As both didn’t work, the problem needed to be with the communication to Apple. It’s really interesting, that signaling / error propagation is absolutely none here, so it’s really hard to find the real reason for a defect behaviour. In my case, fetching the products simply blocked endlessly. I was using a timeout block around the call, because both plugins don’t support setting any timeout values.
Finally, after restarting my phone (!) everything started to work. Sorry, if this gets a bit longer here …
The real fun on my end is the detection logic for product cross-grades in the Sandbox environment …
So we have this monthly and yearly subscription. Both are placed at the same priority in AppStore Connect, i.e. switching between these is effectivley a cross-grade. In the sandbox environment (not the one from XCode, I mean the AppStore sandbox), monthly subscriptions come in after 4-5 minutes.
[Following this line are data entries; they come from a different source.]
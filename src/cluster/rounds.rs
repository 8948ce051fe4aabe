//! Per-round analysis and cross-round aggregation.
//!
//! Each round is an independent, fixed-size batch of points. A round is
//! labelled by the size of its largest threshold-connected cluster:
//!
//! - label `1`: no two points are linked, even transitively
//! - label `N`: the whole round is one cluster
//!
//! Alongside the label, each result records `near_pair_count`, the number of
//! unordered pairs that are *directly* within the threshold. The two numbers
//! measure different things and are kept separate: a chain `0–1–2` with
//! `0` and `2` out of range has label 3 but only 2 near pairs.

use std::collections::{BTreeMap, HashMap};

use serde::{Deserialize, Serialize};
use tracing::{debug, info, warn};

use super::components::{connected_components, largest_component_size, ThresholdClustering};
use super::graph::{DistanceMatrix, DEFAULT_THRESHOLD_M};
use crate::error::{Error, Result};
use crate::geodesic::Point;

/// Identifier of a round.
pub type RoundId = u64;

/// Default number of points per round.
pub const DEFAULT_ROUND_SIZE: usize = 5;

/// An independent batch of points sharing one identifier.
#[derive(Debug, Clone, PartialEq, Serialize, Deserialize)]
pub struct Round {
    /// Round identifier.
    pub id: RoundId,
    /// Points in input order.
    pub points: Vec<Point>,
}

impl Round {
    /// Create a round.
    pub fn new(id: RoundId, points: Vec<Point>) -> Self {
        Self { id, points }
    }
}

/// Group flat `(round id, point)` records into rounds.
///
/// Rounds come out in the order their id first appears, not sorted by id, so
/// reports follow the input file; points keep their relative input order
/// within a round.
pub fn group_rounds<I>(records: I) -> Vec<Round>
where
    I: IntoIterator<Item = (RoundId, Point)>,
{
    let mut rounds: Vec<Round> = Vec::new();
    let mut slot: HashMap<RoundId, usize> = HashMap::new();
    for (id, point) in records {
        let idx = *slot.entry(id).or_insert_with(|| {
            rounds.push(Round::new(id, Vec::new()));
            rounds.len() - 1
        });
        rounds[idx].points.push(point);
    }
    rounds
}

/// Distance between one unordered pair of points in a round.
#[derive(Debug, Clone, Copy, PartialEq, Serialize, Deserialize)]
pub struct PairDistance {
    /// Index of the first point.
    pub first: usize,
    /// Index of the second point (`first < second`).
    pub second: usize,
    /// Geodesic distance in meters.
    pub distance_m: f64,
    /// Whether `distance_m <= threshold`.
    pub within_threshold: bool,
}

/// Analysis of a single round.
#[derive(Debug, Clone, PartialEq, Serialize, Deserialize)]
pub struct RoundResult {
    /// Round identifier.
    pub round_id: RoundId,
    /// The analyzed points; cluster and pair indices refer to this list.
    pub points: Vec<Point>,
    /// Clusters in ascending order of their smallest index.
    pub clusters: Vec<Vec<usize>>,
    /// Size of the largest cluster (the round's label).
    pub largest_cluster_size: usize,
    /// Number of pairs directly within the threshold.
    pub near_pair_count: usize,
    /// Every unordered pair, `(0,1), (0,2), …` order.
    pub pairs: Vec<PairDistance>,
}

impl RoundResult {
    /// The round's label: the size of its largest cluster.
    pub fn label(&self) -> usize {
        self.largest_cluster_size
    }

    /// Number of clusters.
    pub fn total_groups(&self) -> usize {
        self.clusters.len()
    }
}

/// A round excluded from a batch.
#[derive(Debug)]
pub struct SkippedRound {
    /// Round identifier.
    pub round_id: RoundId,
    /// Why the round was excluded.
    pub reason: Error,
}

/// Frequency of each label across analyzed rounds.
#[derive(Debug, Clone, Default, PartialEq, Eq, Serialize, Deserialize)]
pub struct LabelDistribution {
    counts: BTreeMap<usize, usize>,
    total: usize,
}

impl LabelDistribution {
    /// Tally the labels of `results`.
    pub fn from_results(results: &[RoundResult]) -> Self {
        let mut dist = Self::default();
        for r in results {
            *dist.counts.entry(r.label()).or_insert(0) += 1;
            dist.total += 1;
        }
        dist
    }

    /// Number of rounds tallied.
    pub fn total(&self) -> usize {
        self.total
    }

    /// Number of rounds with `label`.
    pub fn count(&self, label: usize) -> usize {
        self.counts.get(&label).copied().unwrap_or(0)
    }

    /// Share of rounds with `label`, in percent. Zero when nothing was tallied.
    pub fn percentage(&self, label: usize) -> f64 {
        if self.total == 0 {
            return 0.0;
        }
        self.count(label) as f64 / self.total as f64 * 100.0
    }

    /// `(label, count)` pairs in ascending label order. Labels with no rounds
    /// are omitted.
    pub fn iter(&self) -> impl Iterator<Item = (usize, usize)> + '_ {
        self.counts.iter().map(|(&l, &c)| (l, c))
    }
}

/// Human-readable meaning of a label for reports.
pub fn describe_label(label: usize, round_size: usize, threshold_m: f64) -> String {
    if label <= 1 {
        format!("All {round_size} locations >{threshold_m}m apart")
    } else if label == round_size {
        format!("All {round_size} locations within {threshold_m}m")
    } else {
        format!("Max {label} locations within {threshold_m}m")
    }
}

/// Outcome of analyzing a batch of rounds.
#[derive(Debug)]
pub struct BatchReport {
    /// Results for the rounds that were analyzed, in input order.
    pub results: Vec<RoundResult>,
    /// Rounds excluded from the aggregates, in input order.
    pub skipped: Vec<SkippedRound>,
    /// Label frequencies over `results`.
    pub distribution: LabelDistribution,
}

impl BatchReport {
    /// Number of rounds analyzed.
    pub fn processed(&self) -> usize {
        self.results.len()
    }

    /// Number of rounds skipped.
    pub fn skipped_count(&self) -> usize {
        self.skipped.len()
    }
}

/// Round analysis parameters.
#[derive(Debug, Clone, Copy, PartialEq)]
pub struct AnalyzerConfig {
    /// Adjacency threshold in meters.
    pub threshold_m: f64,
    /// Expected number of points in every round.
    pub round_size: usize,
}

impl Default for AnalyzerConfig {
    fn default() -> Self {
        Self {
            threshold_m: DEFAULT_THRESHOLD_M,
            round_size: DEFAULT_ROUND_SIZE,
        }
    }
}

impl AnalyzerConfig {
    /// Set the threshold in meters.
    pub fn with_threshold(mut self, threshold_m: f64) -> Self {
        self.threshold_m = threshold_m;
        self
    }

    /// Set the expected round size.
    pub fn with_round_size(mut self, round_size: usize) -> Self {
        self.round_size = round_size;
        self
    }

    /// Reject configurations no round could be analyzed under.
    pub fn validate(&self) -> Result<()> {
        ThresholdClustering::check_threshold(self.threshold_m)?;
        if self.round_size == 0 {
            return Err(Error::DegenerateConfiguration {
                name: "round_size",
                message: "must be at least 1",
            });
        }
        Ok(())
    }
}

/// Clusters rounds and aggregates their labels.
#[derive(Debug, Clone, Default)]
pub struct RoundAnalyzer {
    config: AnalyzerConfig,
}

impl RoundAnalyzer {
    /// Create an analyzer.
    pub fn new(config: AnalyzerConfig) -> Self {
        Self { config }
    }

    /// The analyzer's configuration.
    pub fn config(&self) -> &AnalyzerConfig {
        &self.config
    }

    /// Analyze one round.
    ///
    /// Fails with [`Error::IncompleteRound`] when the round does not hold
    /// exactly `round_size` points and with [`Error::InvalidCoordinate`] when a
    /// point is out of range.
    pub fn analyze_round(&self, round: &Round) -> Result<RoundResult> {
        self.config.validate()?;

        if round.points.len() != self.config.round_size {
            return Err(Error::IncompleteRound {
                round_id: round.id,
                expected: self.config.round_size,
                found: round.points.len(),
            });
        }

        let threshold = self.config.threshold_m;
        let matrix = DistanceMatrix::build(&round.points)?;
        let clusters = connected_components(&matrix.adjacency(threshold));

        let pairs: Vec<PairDistance> = matrix
            .pairs()
            .map(|(first, second, distance_m)| PairDistance {
                first,
                second,
                distance_m,
                within_threshold: distance_m <= threshold,
            })
            .collect();
        let near_pair_count = pairs.iter().filter(|p| p.within_threshold).count();

        Ok(RoundResult {
            round_id: round.id,
            points: round.points.clone(),
            largest_cluster_size: largest_component_size(&clusters),
            clusters,
            near_pair_count,
            pairs,
        })
    }

    /// Analyze every round and aggregate the labels.
    ///
    /// A degenerate configuration fails the whole call before any round is
    /// touched. Rounds that fail individually are logged, collected in
    /// [`BatchReport::skipped`] and left out of the distribution.
    pub fn analyze(&self, rounds: &[Round]) -> Result<BatchReport> {
        self.config.validate()?;

        let mut results = Vec::with_capacity(rounds.len());
        let mut skipped = Vec::new();

        for round in rounds {
            match self.analyze_round(round) {
                Ok(result) => {
                    debug!(
                        round_id = round.id,
                        label = result.label(),
                        groups = result.total_groups(),
                        near_pairs = result.near_pair_count,
                        "analyzed round"
                    );
                    results.push(result);
                }
                Err(reason @ (Error::IncompleteRound { .. } | Error::InvalidCoordinate { .. })) => {
                    warn!(round_id = round.id, %reason, "skipping round");
                    skipped.push(SkippedRound {
                        round_id: round.id,
                        reason,
                    });
                }
                Err(e) => return Err(e),
            }
        }

        let distribution = LabelDistribution::from_results(&results);
        info!(
            processed = results.len(),
            skipped = skipped.len(),
            "round analysis complete"
        );

        Ok(BatchReport {
            results,
            skipped,
            distribution,
        })
    }
}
In case of purchasing a yearly subscription after the monthly subscription, first a pending purchase arrives and theoretically when the new subscription activates a “purchased” status of this product arrives. For the transition period, I am tagging the newly purchased subscription “pending”. This is also clearly visible to the user with exact dates, etc. so that he/she can easily grasp the current subscription and when the new purchase gets active.
But the sandbox sends a few seconds later already a “purchased” event and even doesn’t wait until the current subscription ends. This wrongly activates the yearly subscription and tags the monthly purchase as available to be cross-graded to.
My current work-around is to ignore any “purchased” event from the AppStore for pending products up-to 1 minute after a purchase, if a currently active subscription exists. This heuristics seems to work very well, but now I am diving into the “restore purchases terrain”, and I am absolutely not sure, how this above scenario can be detected here for the sandbox.
What I find really interesting is that most code I find related to in-app-purchase is absolute demo beginners-code that doesn’t come close to production-grade solutions. What if the network is not available ? What if suddenly the network becomes available ? What about the above concrete (and quite common) scenario ?
I ended up with an architecture, where I clearly separate the service, have an own PayStore, PayXXXRepositories, PayScreen with PayScreenCards for each product, etc. where online-offline scenarios are built-in and where the single source of truth is the PayStore and never the service. My PayService is abstracted so I can easily switch between different service providers.
What holds me off from RevenueCat, besided being another point of failure between my App and Apple is the vendor lock-in. I’d use it only for server-side receipt verification, so I am really thinking about rather self-hosting a game server like Nakama, which already has built-in AppStore/PlayStore, etc. receipt validation and where you can do a lot more yourself (if you want to).
Coming back to the IAP integration: choosing the underlying service is IMHO an important but minor part of the implementation. Most business logic stems from the complexity of IAP requirements of the AppStore itself and the production-grade complexities related to make the purchase flows reliable for every typical scenario.